The tenants in the home goods, decor, and home improvement categories are the starting players of big-box retail. Stores like Jo-Ann Fabric and Craft operate within a difficult arts and crafts space that faces increasing pressure from e-commerce and competes with two dominant players, Michaels and Hobby Lobby.
- Hobby Lobby
- Home Depot
- Big Lots
- Bed Bath & Beyond
- Jo-Ann Fabric and Craft
- Party City
Pad Site Tenants
Commercial pad sites have opened the eyes to many investors looking to transform an underutilized commercial space into something much more functional and profitable. A retail pad or outparcel is a building lot adjacent to a mall or shopping center that is standalone and customized for a tenant. QSRs that adopt efficient online and drive-thru concepts will find the most success at these types of locations. Throughout the pandemic, drive-thrus remained profitable because they were able to continue serving customers even when dining rooms were closed. These models are most flexible to deliver products that mirror customer demands and will continue to thrive.
Sit-down restaurant concepts like Denny’s will likely be the most impacted by rising food costs in an inflationary environment. Table service and drinks are an easy expense to cut when belts start to tighten, causing more challenges for these retailers.
- Red Robin
Grocery tenants were the big winners during the pandemic, with sales topping $800 billion last year. COVID-19 forced many grocers, large and small, to navigate supply issues and increased the demand for online orders and curbside pickup. A handful of grocers have chosen technology as their saving grace to provide consumers with better in-store and online convenience. Amid inflation, grocers will need to apply the same lessons learned at the height of the pandemic to sustain growth. Value-based grocers like Aldi and Walmart, who operate at razor-thin margins, will see the most increase in volume and traffic, while Whole Foods will need to weigh margin vs. traffic as consumers cut back on higher price point items. The major story going forward over the next year will be the mega-merger of Albertsons and Kroger, creating headaches for the unlucky landlords caught with one of the stores that are going to be shuttered or rebranded.
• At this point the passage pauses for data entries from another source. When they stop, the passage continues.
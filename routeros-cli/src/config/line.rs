//! A single parsed configuration item.

use std::fmt;

/// One configuration line with its ancestry.
///
/// Two lines are equal when their text and their parents are equal; the
/// original spelling and the indentation level do not take part.
#[derive(Debug, Clone, Eq)]
pub struct ConfigLine {
    /// Whitespace-trimmed command text.
    pub text: String,

    /// The line as it appeared in the source, continuations joined.
    pub raw: String,

    /// Texts of the ancestors, outermost first.
    pub parents: Vec<String>,

    /// Indentation depth below the enclosing section or top level.
    pub level: usize,
}

impl ConfigLine {
    /// Create a top-level line.
    pub fn new(text: impl Into<String>) -> Self {
        let text = text.into();
        Self {
            raw: text.clone(),
            text,
            parents: Vec::new(),
            level: 0,
        }
    }

    /// Create a line nested under `parents`.
    pub fn with_parents(text: impl Into<String>, parents: Vec<String>, level: usize) -> Self {
        let mut line = Self::new(text);
        line.parents = parents;
        line.level = level;
        line
    }

    /// Whether this line has any ancestors.
    pub fn has_parents(&self) -> bool {
        !self.parents.is_empty()
    }

    /// Whether this line sits at or below `path`.
    pub fn is_under(&self, path: &[String]) -> bool {
        self.parents.len() >= path.len() && self.parents[..path.len()] == *path
    }

    /// Full path of this line: its parents followed by its own text.
    pub fn path(&self) -> Vec<String> {
        let mut path = self.parents.clone();
        path.push(self.text.clone());
        path
    }
}

impl PartialEq for ConfigLine {
    fn eq(&self, other: &Self) -> bool {
        self.text == other.text && self.parents == other.parents
    }
}

impl std::hash::Hash for ConfigLine {
    fn hash<H: std::hash::Hasher>(&self, state: &mut H) {
        self.text.hash(state);
        self.parents.hash(state);
    }
}

impl fmt::Display for ConfigLine {
    fn fmt(&self, f: &mut fmt::Formatter<'_>) -> fmt::Result {
        f.write_str(&self.text)
    }
}

#[cfg(test)]
mod tests {
    use super::*;

    #[test]
    fn test_equality_ignores_raw_and_level() {
        let a = ConfigLine::with_parents("add name=br0", vec!["/interface bridge".into()], 0);
        let mut b = a.clone();
        b.raw = "add   name=br0".into();
        b.level = 2;
        assert_eq!(a, b);

        let c = ConfigLine::new("add name=br0");
        assert_ne!(a, c);
    }

    #[test]
    fn test_is_under() {
        let line = ConfigLine::with_parents(
            "set disabled=no",
            vec!["/ip service".into(), "www".into()],
            1,
        );
        assert!(line.is_under(&[]));
        assert!(line.is_under(&["/ip service".to_string()]));
        assert!(!line.is_under(&["/ip address".to_string()]));
        assert_eq!(line.path().len(), 3);
    }
}
//! Capability descriptor returned by `get_capabilities`.

use serde::{Deserialize, Serialize};

use crate::facts::DeviceInfo;

/// Operations every cliconf implementation answers.
pub const BASE_RPC: &[&str] = &["get_config", "edit_config", "get_capabilities", "get"];

/// Supported operations plus device facts.
#[derive(Debug, Clone, PartialEq, Eq, Serialize, Deserialize)]
pub struct Capabilities {
    /// Operation names.
    pub rpc: Vec<String>,

    /// Always `cliconf`.
    pub network_api: String,

    /// Facts gathered from the device.
    pub device_info: DeviceInfo,
}

impl Capabilities {
    /// The base capability set for a device.
    pub fn new(device_info: DeviceInfo) -> Self {
        Self {
            rpc: BASE_RPC.iter().map(|rpc| rpc.to_string()).collect(),
            network_api: "cliconf".to_string(),
            device_info,
        }
    }
}
//! Built-in vendor platform definitions.

pub mod routeros;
Grocery-anchored shopping centers recorded their second-most active quarter in a decade for Q4 22, and property transactions hit the highest number at 735 total trades, according to Globest.
As more people seek cheaper alternatives for groceries, higher-cost grocers like Whole Foods and Trader Joe’s hold a customer base that is less sensitive to prices and will likely see a shift of customers switching to lower-priced substitutes. Although high inflationary pressures are going to squeeze margins, there is no real risk for grocery stores as the industry already has tight margins to begin with. Additionally, the credit and traffic driven by grocery-anchored deals will help the non-anchor retailers survive any upcoming headwinds.
Despite concerns about retail sub-sectors going out of business, the need for convenience will truly be the saving grace that prevents them from disappearing off the grid. More significant improvements are needed if these complexes are meant to thrive and not just survive. As consumer spending shifts, it’s clear retail owners will need to evaluate how to keep the shopping experience valuable and profitable. Investors who are recognizing and capitalizing on this relationship can create exceptional customer experiences and deliver value to various retail sectors.